Für die Abweichung zwischen Prognosen und Wahlergebnissen kann Ulmer ein paar berühmte Beispiele zitieren: Kaum eine andere aus der Zunft hat sich häufiger mit ihren Vorhersagen so blamiert wie Kohls Lieblingsdemoskopin Noelle-Neumann. Noch am Abend der Bundestagswahl 1990 sah sie die Grünen in Sat.1 bei 8,5 Prozent. Dann folgte die Auszählung, und die Grünen saßen mit 4,8 Prozent vor den Toren des Bundestages. Ihren GAU erlebte die forsche Prophetin bei der Landtagswahl im Saarland am 10. März 1985. Die SPD sah sie „deutlich geschwächt“ im Abwärtstrend, die CDU mit 47 Prozent auf dem Sprung zur absoluten Mehrheit. 1,9 Prozent für die FDP und 6,5 Prozent für die Grünen lautete die Botschaft für die Kleinen. Das war Stuß: Die CDU stürzte mit 37,3 Prozent ab, Lafontaine schaffte mit 49,2 Prozent die Mehrheit, die FDP erzielte zehn Prozent, und die Grünen scheiterten kläglich mit 2,5 Prozent.

Auch bei der baden-württembergischen Landtagswahl 1992 landete die konservative Eiferin wieder im Abseits. Noch am Donnerstag vor der Wahl machte sie der CDU Hoffnung auf eine absolute Mehrheit, und den Reps traute sie ganze 4,9 Prozent zu. Diese Stimmungsmache zugunsten der CDU rief seinerzeit die Forschungsgruppe Wahlen auf den Plan.

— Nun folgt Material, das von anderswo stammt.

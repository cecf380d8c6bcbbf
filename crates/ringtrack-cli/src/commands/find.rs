use super::load_accelerator;
use crate::cli::{FindArgs, FindAttribute};
use crate::error::{CliError, Result};
use ringtrack::core::models::element::PassMethod;
use ringtrack::core::models::lattice::Lattice;
use ringtrack::engine::index_set::IndexSet;
use ringtrack::engine::positions::find_spos;
use ringtrack::engine::query::{
    find_cells_angle, find_cells_fam_name, find_cells_frequency, find_cells_pass_method,
    find_cells_polynom_a, find_cells_polynom_b,
};
use tracing::info;

pub fn run(args: FindArgs) -> Result<()> {
    let accelerator = load_accelerator(&args.lattice.lattice)?;
    let lattice = &accelerator.lattice;

    let indices = find_indices(lattice, &args)?;
    info!(matches = indices.len(), "Search complete.");
    if indices.is_empty() {
        println!("No matching elements.");
        return Ok(());
    }

    let positions = find_spos(lattice, indices.as_slice())?;
    println!("{:<6} {:<15} {}", "# idx", "fam_name", "s[m]");
    for (index, s) in indices.iter().zip(positions) {
        println!("{:<6} {:<15} {:.6}", index, lattice[index].fam_name, s);
    }
    Ok(())
}

fn number(args: &FindArgs) -> Result<f64> {
    args.value.trim().parse().map_err(|_| {
        CliError::Argument(format!(
            "'{}' is not a valid number for --by {:?}",
            args.value, args.by
        ))
    })
}

fn order(args: &FindArgs) -> Result<usize> {
    args.order.ok_or_else(|| {
        CliError::Argument("--order is required when searching by polynom-a or polynom-b".to_string())
    })
}

pub(crate) fn find_indices(lattice: &Lattice, args: &FindArgs) -> Result<IndexSet> {
    let reverse = args.reverse;
    let indices = match args.by {
        FindAttribute::FamName => find_cells_fam_name(lattice, &args.value, reverse),
        FindAttribute::Angle => find_cells_angle(lattice, number(args)?, reverse),
        FindAttribute::Frequency => find_cells_frequency(lattice, number(args)?, reverse),
        FindAttribute::PolynomA => {
            find_cells_polynom_a(lattice, order(args)?, number(args)?, reverse)?
        }
        FindAttribute::PolynomB => {
            find_cells_polynom_b(lattice, order(args)?, number(args)?, reverse)?
        }
        FindAttribute::PassMethod => {
            let pass_method: PassMethod = args
                .value
                .parse()
                .map_err(|e| CliError::Argument(format!("{}", e)))?;
            find_cells_pass_method(lattice, pass_method.name(), reverse)
        }
    };
    Ok(indices)
}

Noelle-Neumanns Stimmungsmache

„Wir waren über diese Aussagen sehr erregt“, erinnert sich Dieter Roth. „Für uns war es damals keine Frage, ob die Reps die Fünfprozenthürde schaffen würden, sondern es war allenfalls fraglich, ob ihr Ergebnis ein- oder zweistellig ausfallen würde.“ Die Reps erzielten 10,9 Prozent, die CDU stürzte ab. Auch bei der Einschätzung der Grünen lag die Forschungsgruppe 1990 besser als die Allensbacher Konkurrenz. 5,5 Prozent gaben die Mannheimer seinerzeit der Ökopartei unmittelbar vor der Wahl. „Wir waren die einzigen, die führende grüne Politiker vor dem Absturz gewarnt haben“, sagt Roth heute. Bei der hessischen Kommunalwahl lagen die ZDF-Hausdemoskopen dann aber auch voll daneben. Noch zwei Tage vor der Wahl zeigte sich die Forschungsgruppe fest davon überzeugt, an der politischen Struktur in Hessen werde „sich nicht so sehr viel ändern“. Tatsächlich brach die SPD von 44,8 Prozent auf 36,4 Prozent ein, und die Reps, denen das Bonner Infas-Institut seinerzeit nur „in einigen Städten und Landkreisen“ mehr als fünf Prozent einräumte, schafften landesweit 8,3 Prozent.

Trauen kann man den demoskopischen Stimmungsbildern deshalb nur sehr bedingt. Auf jeden Fall gilt die Daumenformel, je bewegter die Zeiten, um so geringer die Trefferquoten. Weil die Experimentierfreudigkeit auf Bundesebene beim Wahlvolk weit weniger ausgeprägt ist als auf allen anderen politischen Ebenen, hat Kohl gewiß gute Chancen, aber entschieden ist noch nichts.